“近年の人間学”の概要

【人間学】とは、「人間とは、何か?」「人間の本質とは、何か?」を根本から探究する学問のことです。
◆しかしながら、【近年の人間学】は、西洋の哲学や心理学・社会学・倫理学・教育学などの下記の要素を含み、【日本の人間学】から大きく離れた、「取り止めのない(まとまりや目的・結論などがバラバラとした)状況」にあると言えます

【近年の人間学】の要素
1.哲学的人間学
① 人間の本質とは、何か … 理性/感情/意思など
② 善悪・正義とは、何か … 倫理学
③ 人間の自由と責任 … 実存哲学
④ 人間の幸福とは … 幸福論
2.科学的人間学
① 人類の進化 … 人間の起源/生物学的特徴
② 人間の脳と心 … 神経科学/心理学
③ 遺伝と環境の影響 … 遺伝学/行動科学
3.社会的人間学
① 文化の形成と変遷 … 文化人類学
② 社会制度と人間 … 政治学/経済学/法学
③ 家族・教育・宗教の役割 … 社会学
④ 戦争と平和 … 国際関係論
4.実践的人間学
① リーダーシップと人格形成 … 教育学/経営学
② 人間関係の築き方 … コミュニケーション論
③ 自己実現と生き方 … 心理学/キャリアデザイン
④ 人生哲学と倫理 … 道徳教育

◆そもそも【人間学】は、「人間とは、何か?」「人間の本質とは、何か?」の根本を探究する学問で、【西洋の人間学】と【日本の人間学】ともに、最初の入り口は同じですが、その根本にたどり着くための入り方に、大きな相違があります。
◆そのため、その道筋(プロセス)も異なることで、自ずと「人間の本質の捉え方」についても異なることになってしまっています

1.“日本の人間学”の概要
◆【日本の人間学】は、
(1)「人とは、いかなるものなのか?」、そして「人は、何のために生きるのか?」「人として、成すべきことは何か?」「人としてのあるべき姿とは?」などの根本的な問いに向かい合うことが、最初になります。
(2) そのために、「人として、何が正しいのか?」「人として、やっていいことと、やってはいけないことは何か?」などを、自分自身が修得し、これを行動するため(知行合一)の学問です。

2.人間の本質とは、何か?
◆いかなる国の政治も、「人」が必ず行っています。

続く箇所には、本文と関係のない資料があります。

impl Backend for OdbcBackend {
    fn kind(&self) -> BackendKind {
        BackendKind::NetworkDriver
    }

    fn identity(&self) -> Identity {
        self.identity.clone()
    }

    /// Bind each batch as parameter arrays and execute it once.
    fn enable_bulk_insert(&mut self) -> bool {
        self.fast_executemany = true;
        true
    }

    fn execute(&mut self, sql: &str) -> Result<(), DatabaseError> {
        let mut prepared = self.conn.prepare(sql)?;
        prepared.execute(())?;
        Ok(())
    }

    fn execute_many(&mut self, sql: &str, rows: &[Row]) -> Result<(), DatabaseError> {
        if rows.is_empty() {
            return Ok(());
        }
        let layout = if self.fast_executemany { bulk_layout(rows) } else { None };
        match layout {
            Some(layout) => self.insert_columnar(sql, rows, &layout)?,
            None => self.insert_per_row(sql, rows)?,
        }
        Ok(())
    }

    fn fetch_all(&mut self, sql: &str) -> Result<Vec<Row>, DatabaseError> {
        let mut prepared = self.conn.prepare(sql)?;
        let mut result = Vec::new();

        let Some(mut cursor) = prepared.execute(())? else {
            return Ok(result);
        };
        let columns = cursor.num_result_cols()? as u16;
        let classes = (1..=columns)
            .map(|col| cursor.col_data_type(col).map(column_class))
            .collect::<Result<Vec<_>, _>>()?;

        let mut buf = Vec::new();
        while let Some(mut row) = cursor.next_row()? {
            let mut values = Vec::with_capacity(classes.len());
            for (col, class) in (1..=columns).zip(&classes) {
                let value = match class {
                    ColumnClass::Integer => {
                        let mut cell = Nullable::<i64>::null();
                        row.get_data(col, &mut cell)?;
                        cell.into_opt().map_or(Value::Null, Value::Integer)
                    }
                    ColumnClass::Bit => {
                        let mut cell = Nullable::<Bit>::null();
                        row.get_data(col, &mut cell)?;
                        cell.into_opt().map_or(Value::Null, |bit| Value::Bool(bit.as_bool()))
                    }
                    ColumnClass::Float => {
                        let mut cell = Nullable::<f64>::null();
                        row.get_data(col, &mut cell)?;
                        cell.into_opt().map_or(Value::Null, Value::Real)
                    }
                    ColumnClass::Binary => {
                        if row.get_binary(col, &mut buf)? {
                            Value::Blob(buf.clone())
                        } else {
                            Value::Null
                        }
                    }
                    ColumnClass::Text => {
                        if row.get_text(col, &mut buf)? {
                            Value::Text(String::from_utf8_lossy(&buf).into_owned())
                        } else {
                            Value::Null
                        }
                    }
                };
                values.push(value);
            }
            result.push(values);
        }
        Ok(result)
    }

    fn commit(&mut self) -> Result<(), DatabaseError> {
        self.conn.commit()?;
        Ok(())
    }

    fn rollback(&mut self) -> Result<(), DatabaseError> {
        self.conn.rollback()?;
        Ok(())
    }

    /// Ends the transaction explicitly so driver errors reach the caller, then
    /// lets `Connection`'s `Drop` disconnect. odbc-api exposes no fallible
    /// disconnect, so a failure at that last step cannot be returned here.
    fn close(self: Box<Self>) -> Result<(), DatabaseError> {
        self.conn.rollback()?;
        Ok(())
    }

    fn is_missing_table(&self, err: &DatabaseError) -> bool {
        is_table_not_found(err)
    }
}
use anyhow::Result;
use hashslot_core::RingConfig;
use hashslot_ring::Ring;
use tracing::info;

pub fn lookup(config: &RingConfig, keys: &[String]) -> Result<()> {
    let ring = Ring::from_config(config)?;
    info!(nodes = ring.len(), slot_modulus = ring.slot_modulus(), "ring built");

    for key in keys {
        let (slot, node) = ring.get(key)?;
        println!("{key:<16} hash slot {:>4} -> slot {slot:>4} {node}", ring.slot_of(key));
    }

    Ok(())
}

pub fn placement(config: &RingConfig) -> Result<()> {
    let ring = Ring::from_config(config)?;
    print_placement(&ring);
    Ok(())
}

pub fn print_placement(ring: &Ring) {
    println!("{} node(s) over {} slots:", ring.len(), ring.slot_modulus());
    for (slot, node) in ring.nodes() {
        println!("  slot {slot:>4}  {node}");
    }
}
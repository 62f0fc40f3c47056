use serde::{Deserialize, Serialize};
use std::fmt;

/// Position on the ring, always in `[0, slot_modulus)`.
#[derive(Debug, Clone, Copy, PartialEq, Eq, PartialOrd, Ord, Hash, Serialize, Deserialize)]
pub struct SlotId(pub u64);

impl fmt::Display for SlotId {
    fn fmt(&self, f: &mut fmt::Formatter<'_>) -> fmt::Result {
        fmt::Display::fmt(&self.0, f)
    }
}

impl From<SlotId> for u64 {
    fn from(slot: SlotId) -> Self {
        slot.0
    }
}

/// How `remove` decides whether the occupant of a slot is the node being removed.
#[derive(Debug, Clone, Copy, Default, PartialEq, Eq, Serialize, Deserialize)]
#[serde(rename_all = "snake_case")]
pub enum RemovePolicy {
    /// Evict whatever occupies the node's slot, even if a colliding node
    /// overwrote it since.
    BySlot,
    /// Evict only when the occupant's name matches exactly.
    #[default]
    ByName,
}

impl RemovePolicy {
    pub fn as_str(&self) -> &'static str {
        match self {
            Self::BySlot => "by_slot",
            Self::ByName => "by_name",
        }
    }

    pub fn from_str_policy(s: &str) -> Option<Self> {
        match s {
            "by_slot" => Some(Self::BySlot),
            "by_name" => Some(Self::ByName),
            _ => None,
        }
    }
}

impl fmt::Display for RemovePolicy {
    fn fmt(&self, f: &mut fmt::Formatter<'_>) -> fmt::Result {
        write!(f, "{}", self.as_str())
    }
}

/// Slot count used by the reference scenario and the default config.
pub const DEFAULT_SLOT_MODULUS: u64 = 32;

過去も同様です。ゆえに、歴史は「人」がつくっています。会社経営も同様で、「人」が必ず行っています。AI(人口知能)ではありません。従業員や顧客、取引先などの関係先も、相手はすべて「人」です。
◆ゆえに、会社経営は多くの人々のために行っています。その多くの人々の「物心両面の幸福」のために会社経営を行うことが本来の姿です。
そのために、「“人”とは、いかなるもの(要素)で、どのような特質があるのか」を原点に戻って、政治家や経営者のみならず、すべての人が正しく認識しなければなりません。
しかしながら、「人間の本質とは、何か?」の根本的な問いに対しての入り方が、【西洋の人間学】と根本的に異なっています。

(1)【日本の人間学】は、「人としての要素(成り立たせているもの)」として、「人としての本質的要素」と「人としての付属的要素」の2つに分けています。

(2) そして、次に「物と事の違い」「事には、始まりと終わりがあること」「物には、本と末があること」の本質を知ることが重要性になります。

(3) その次が、AGIの根幹であり、物の本たる「心の本体とは、何か?」になります。

(4) この「心の本体」からの発動された「意の在り方」が、「大人」と「小人」の分かれ道になります。

◆これらは、【日本の人間学】の「具体的な内容に入る前の基本的なことの一部」になります。